* [EXERCISE GOAL]: Counting the line with "requires an external" as the last one, copy out the lines of the data exactly from the first onward.

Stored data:
+ + +

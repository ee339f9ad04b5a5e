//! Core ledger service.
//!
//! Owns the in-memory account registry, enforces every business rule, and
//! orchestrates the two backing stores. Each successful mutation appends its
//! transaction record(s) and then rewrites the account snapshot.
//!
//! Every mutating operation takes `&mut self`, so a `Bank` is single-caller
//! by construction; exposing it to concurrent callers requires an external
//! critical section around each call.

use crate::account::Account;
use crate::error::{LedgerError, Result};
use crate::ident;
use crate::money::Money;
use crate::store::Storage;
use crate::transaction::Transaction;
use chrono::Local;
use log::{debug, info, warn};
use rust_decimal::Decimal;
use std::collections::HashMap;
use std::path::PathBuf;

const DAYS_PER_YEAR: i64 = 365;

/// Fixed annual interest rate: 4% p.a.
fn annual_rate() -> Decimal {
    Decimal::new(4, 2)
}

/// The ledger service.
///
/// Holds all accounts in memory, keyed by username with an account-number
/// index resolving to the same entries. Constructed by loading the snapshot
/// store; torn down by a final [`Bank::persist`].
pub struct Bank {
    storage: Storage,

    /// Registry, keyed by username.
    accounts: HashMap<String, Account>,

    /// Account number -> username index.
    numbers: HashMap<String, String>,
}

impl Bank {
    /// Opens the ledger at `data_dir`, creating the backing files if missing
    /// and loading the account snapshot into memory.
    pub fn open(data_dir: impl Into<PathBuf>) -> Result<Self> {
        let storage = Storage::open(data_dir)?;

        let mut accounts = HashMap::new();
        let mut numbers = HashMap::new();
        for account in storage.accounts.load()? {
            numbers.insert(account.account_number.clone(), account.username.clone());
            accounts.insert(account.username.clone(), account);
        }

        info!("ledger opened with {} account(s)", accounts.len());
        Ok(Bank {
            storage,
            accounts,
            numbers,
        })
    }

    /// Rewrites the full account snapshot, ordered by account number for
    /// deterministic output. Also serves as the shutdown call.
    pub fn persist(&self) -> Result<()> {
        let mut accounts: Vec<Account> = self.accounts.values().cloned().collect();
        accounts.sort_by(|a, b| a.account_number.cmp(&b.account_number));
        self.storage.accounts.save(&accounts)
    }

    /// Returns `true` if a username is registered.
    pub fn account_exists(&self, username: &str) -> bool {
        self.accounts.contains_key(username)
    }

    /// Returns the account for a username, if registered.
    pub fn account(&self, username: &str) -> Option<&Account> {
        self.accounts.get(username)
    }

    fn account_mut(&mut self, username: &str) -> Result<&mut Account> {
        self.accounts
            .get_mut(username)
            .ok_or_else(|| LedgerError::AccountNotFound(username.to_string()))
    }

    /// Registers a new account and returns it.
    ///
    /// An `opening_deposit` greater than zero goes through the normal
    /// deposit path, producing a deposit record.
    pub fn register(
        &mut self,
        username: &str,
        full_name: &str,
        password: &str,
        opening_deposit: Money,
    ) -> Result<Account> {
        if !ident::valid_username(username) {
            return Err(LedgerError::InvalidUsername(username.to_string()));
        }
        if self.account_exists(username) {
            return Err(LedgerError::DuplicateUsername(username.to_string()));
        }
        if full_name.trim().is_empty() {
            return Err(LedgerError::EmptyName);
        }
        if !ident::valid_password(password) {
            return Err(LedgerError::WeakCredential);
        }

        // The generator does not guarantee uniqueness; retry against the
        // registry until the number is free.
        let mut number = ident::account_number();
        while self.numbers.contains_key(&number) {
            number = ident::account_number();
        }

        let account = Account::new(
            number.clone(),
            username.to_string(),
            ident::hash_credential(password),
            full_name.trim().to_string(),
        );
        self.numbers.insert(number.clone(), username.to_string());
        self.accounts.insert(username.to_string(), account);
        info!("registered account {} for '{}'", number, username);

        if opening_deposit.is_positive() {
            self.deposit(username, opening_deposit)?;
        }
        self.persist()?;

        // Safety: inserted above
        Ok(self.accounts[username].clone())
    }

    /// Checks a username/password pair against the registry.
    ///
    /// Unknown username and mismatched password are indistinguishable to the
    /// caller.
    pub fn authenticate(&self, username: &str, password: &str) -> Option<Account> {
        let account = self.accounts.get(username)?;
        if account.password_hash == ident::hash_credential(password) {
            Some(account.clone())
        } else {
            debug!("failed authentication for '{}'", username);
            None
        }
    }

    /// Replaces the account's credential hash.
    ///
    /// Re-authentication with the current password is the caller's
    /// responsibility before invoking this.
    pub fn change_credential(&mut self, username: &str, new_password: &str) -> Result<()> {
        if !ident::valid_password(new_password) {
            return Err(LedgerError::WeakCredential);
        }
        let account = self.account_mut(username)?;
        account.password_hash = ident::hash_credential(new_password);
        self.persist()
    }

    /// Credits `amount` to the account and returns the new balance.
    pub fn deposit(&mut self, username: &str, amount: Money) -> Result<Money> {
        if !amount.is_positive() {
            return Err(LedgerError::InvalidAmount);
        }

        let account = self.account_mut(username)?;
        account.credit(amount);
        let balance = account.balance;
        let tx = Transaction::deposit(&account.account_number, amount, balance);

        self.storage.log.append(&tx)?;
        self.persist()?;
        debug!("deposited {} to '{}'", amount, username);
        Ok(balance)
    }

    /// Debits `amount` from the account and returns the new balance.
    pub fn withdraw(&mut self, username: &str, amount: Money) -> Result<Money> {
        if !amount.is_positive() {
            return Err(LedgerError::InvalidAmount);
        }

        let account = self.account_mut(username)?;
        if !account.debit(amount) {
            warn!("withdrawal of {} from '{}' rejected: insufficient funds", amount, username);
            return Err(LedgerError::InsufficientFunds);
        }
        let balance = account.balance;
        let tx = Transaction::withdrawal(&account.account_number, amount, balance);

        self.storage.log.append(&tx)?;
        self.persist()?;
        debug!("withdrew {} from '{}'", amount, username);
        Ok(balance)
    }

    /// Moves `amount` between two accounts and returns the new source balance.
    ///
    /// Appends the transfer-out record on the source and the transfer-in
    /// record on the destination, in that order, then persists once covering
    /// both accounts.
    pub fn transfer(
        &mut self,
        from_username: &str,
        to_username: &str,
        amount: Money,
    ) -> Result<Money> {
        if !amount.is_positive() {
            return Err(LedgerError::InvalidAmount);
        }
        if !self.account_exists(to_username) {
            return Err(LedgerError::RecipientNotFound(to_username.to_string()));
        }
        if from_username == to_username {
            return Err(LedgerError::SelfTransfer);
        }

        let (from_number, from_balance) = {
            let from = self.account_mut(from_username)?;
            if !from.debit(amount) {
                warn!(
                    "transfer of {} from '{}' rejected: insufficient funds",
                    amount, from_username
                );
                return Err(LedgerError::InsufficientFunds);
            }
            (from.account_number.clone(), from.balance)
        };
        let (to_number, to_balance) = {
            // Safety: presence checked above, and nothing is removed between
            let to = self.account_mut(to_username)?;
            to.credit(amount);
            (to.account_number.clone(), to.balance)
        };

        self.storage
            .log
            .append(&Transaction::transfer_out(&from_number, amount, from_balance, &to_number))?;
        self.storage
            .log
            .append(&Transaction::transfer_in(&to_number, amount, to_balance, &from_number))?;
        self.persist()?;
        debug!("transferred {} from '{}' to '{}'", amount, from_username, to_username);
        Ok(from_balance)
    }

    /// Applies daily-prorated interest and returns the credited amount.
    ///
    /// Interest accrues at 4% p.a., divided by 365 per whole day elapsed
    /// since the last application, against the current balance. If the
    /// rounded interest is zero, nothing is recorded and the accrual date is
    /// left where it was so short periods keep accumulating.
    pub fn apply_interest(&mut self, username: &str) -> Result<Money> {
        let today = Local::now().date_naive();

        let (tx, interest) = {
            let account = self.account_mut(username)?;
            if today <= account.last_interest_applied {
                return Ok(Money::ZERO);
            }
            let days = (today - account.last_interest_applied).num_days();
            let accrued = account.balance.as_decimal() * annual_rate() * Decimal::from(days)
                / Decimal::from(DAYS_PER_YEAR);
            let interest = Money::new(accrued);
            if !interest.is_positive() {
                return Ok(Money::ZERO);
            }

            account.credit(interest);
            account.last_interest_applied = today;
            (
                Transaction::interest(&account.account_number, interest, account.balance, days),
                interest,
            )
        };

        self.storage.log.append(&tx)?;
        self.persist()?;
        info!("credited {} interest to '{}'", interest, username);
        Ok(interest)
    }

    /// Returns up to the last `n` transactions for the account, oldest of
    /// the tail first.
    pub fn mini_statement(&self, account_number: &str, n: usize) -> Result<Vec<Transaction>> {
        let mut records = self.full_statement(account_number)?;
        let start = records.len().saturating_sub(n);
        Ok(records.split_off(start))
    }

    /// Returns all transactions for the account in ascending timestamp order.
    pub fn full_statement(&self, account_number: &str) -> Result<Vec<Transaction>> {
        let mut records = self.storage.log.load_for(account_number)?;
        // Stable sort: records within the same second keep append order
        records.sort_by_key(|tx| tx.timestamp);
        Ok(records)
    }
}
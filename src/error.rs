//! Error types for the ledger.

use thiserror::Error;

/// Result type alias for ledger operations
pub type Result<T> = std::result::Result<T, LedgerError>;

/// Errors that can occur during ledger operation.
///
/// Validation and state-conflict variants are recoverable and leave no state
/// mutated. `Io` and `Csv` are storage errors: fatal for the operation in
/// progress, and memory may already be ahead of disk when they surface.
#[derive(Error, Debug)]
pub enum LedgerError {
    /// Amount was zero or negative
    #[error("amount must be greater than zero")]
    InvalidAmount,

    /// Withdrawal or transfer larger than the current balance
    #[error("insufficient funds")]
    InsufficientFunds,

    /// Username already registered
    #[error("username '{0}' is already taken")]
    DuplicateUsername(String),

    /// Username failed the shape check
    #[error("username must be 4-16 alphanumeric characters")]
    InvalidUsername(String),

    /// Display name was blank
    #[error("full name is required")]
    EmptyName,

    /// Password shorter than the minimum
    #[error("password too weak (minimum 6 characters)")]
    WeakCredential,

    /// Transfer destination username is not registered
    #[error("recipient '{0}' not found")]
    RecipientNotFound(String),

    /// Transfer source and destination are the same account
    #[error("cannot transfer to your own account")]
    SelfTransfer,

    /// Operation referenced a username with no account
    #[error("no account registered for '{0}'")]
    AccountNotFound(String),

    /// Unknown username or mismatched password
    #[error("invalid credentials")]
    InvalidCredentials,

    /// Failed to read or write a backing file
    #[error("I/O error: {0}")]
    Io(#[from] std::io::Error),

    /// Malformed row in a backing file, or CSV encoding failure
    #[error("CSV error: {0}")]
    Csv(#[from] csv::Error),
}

+ + +

* [TASK SOLUTION]:
repository ee339f9ad04b5a5e
//! Core ledger service.
//!
//! Owns the in-memory account registry, enforces every business rule, and
//! orchestrates the two backing stores. Each successful mutation appends its
//! transaction record(s) and then rewrites the account snapshot.
//!
//! Every mutating operation takes `&mut self`, so a `Bank` is single-caller
//! by construction; exposing it to concurrent callers requires an external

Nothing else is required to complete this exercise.